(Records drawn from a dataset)
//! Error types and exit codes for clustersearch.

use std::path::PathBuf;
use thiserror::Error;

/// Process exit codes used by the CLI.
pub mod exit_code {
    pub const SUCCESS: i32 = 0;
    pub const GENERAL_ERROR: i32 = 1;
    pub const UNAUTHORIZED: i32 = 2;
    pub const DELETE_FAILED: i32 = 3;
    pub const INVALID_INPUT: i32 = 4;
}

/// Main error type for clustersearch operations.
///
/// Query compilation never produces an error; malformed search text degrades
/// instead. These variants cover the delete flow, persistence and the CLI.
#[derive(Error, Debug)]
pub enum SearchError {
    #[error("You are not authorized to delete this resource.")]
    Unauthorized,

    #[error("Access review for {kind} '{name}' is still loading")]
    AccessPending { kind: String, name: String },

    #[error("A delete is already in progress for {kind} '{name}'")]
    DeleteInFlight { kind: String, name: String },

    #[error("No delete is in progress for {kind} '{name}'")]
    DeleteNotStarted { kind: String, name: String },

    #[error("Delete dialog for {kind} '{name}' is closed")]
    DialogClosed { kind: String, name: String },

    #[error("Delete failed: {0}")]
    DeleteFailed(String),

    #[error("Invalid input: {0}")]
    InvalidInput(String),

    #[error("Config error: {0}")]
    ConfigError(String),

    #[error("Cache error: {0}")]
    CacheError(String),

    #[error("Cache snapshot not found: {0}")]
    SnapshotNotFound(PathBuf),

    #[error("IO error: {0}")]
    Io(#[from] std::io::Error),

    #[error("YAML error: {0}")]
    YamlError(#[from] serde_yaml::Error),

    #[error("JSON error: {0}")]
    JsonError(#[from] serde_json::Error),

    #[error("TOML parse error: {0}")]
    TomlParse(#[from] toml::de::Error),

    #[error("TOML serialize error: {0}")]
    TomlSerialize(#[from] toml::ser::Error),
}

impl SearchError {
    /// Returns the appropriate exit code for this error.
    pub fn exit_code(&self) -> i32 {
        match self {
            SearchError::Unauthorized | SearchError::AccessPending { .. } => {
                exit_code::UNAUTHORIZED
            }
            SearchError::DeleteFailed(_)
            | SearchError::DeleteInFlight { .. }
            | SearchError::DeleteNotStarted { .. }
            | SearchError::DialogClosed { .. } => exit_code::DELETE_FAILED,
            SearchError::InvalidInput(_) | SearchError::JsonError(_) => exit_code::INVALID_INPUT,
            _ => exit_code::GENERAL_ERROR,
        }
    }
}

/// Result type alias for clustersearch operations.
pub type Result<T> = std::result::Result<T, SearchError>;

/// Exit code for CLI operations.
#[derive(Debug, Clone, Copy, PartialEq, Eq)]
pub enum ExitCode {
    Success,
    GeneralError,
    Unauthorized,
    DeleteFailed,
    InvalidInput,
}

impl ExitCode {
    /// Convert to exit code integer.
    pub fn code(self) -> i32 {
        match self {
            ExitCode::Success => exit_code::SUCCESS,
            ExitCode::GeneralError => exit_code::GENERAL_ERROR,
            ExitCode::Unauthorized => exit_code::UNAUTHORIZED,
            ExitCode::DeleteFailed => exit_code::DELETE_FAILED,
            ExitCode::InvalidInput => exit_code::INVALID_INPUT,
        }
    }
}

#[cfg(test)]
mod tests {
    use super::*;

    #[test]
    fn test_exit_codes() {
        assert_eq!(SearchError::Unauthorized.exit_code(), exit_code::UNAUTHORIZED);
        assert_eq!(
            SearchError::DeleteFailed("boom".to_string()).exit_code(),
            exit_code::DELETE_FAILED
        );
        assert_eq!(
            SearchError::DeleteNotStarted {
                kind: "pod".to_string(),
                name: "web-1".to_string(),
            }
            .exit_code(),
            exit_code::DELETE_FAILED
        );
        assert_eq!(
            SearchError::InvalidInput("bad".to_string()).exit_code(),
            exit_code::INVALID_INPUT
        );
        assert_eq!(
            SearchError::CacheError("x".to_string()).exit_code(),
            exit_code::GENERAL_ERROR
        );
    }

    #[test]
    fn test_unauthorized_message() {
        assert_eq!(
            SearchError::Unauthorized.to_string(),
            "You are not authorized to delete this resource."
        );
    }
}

**Problem to work on**
Pull every line containing "GeneralError" from the entries above and copy it.

**The answer**
    GeneralError,
            ExitCode::GeneralError => exit_code::GENERAL_ERROR,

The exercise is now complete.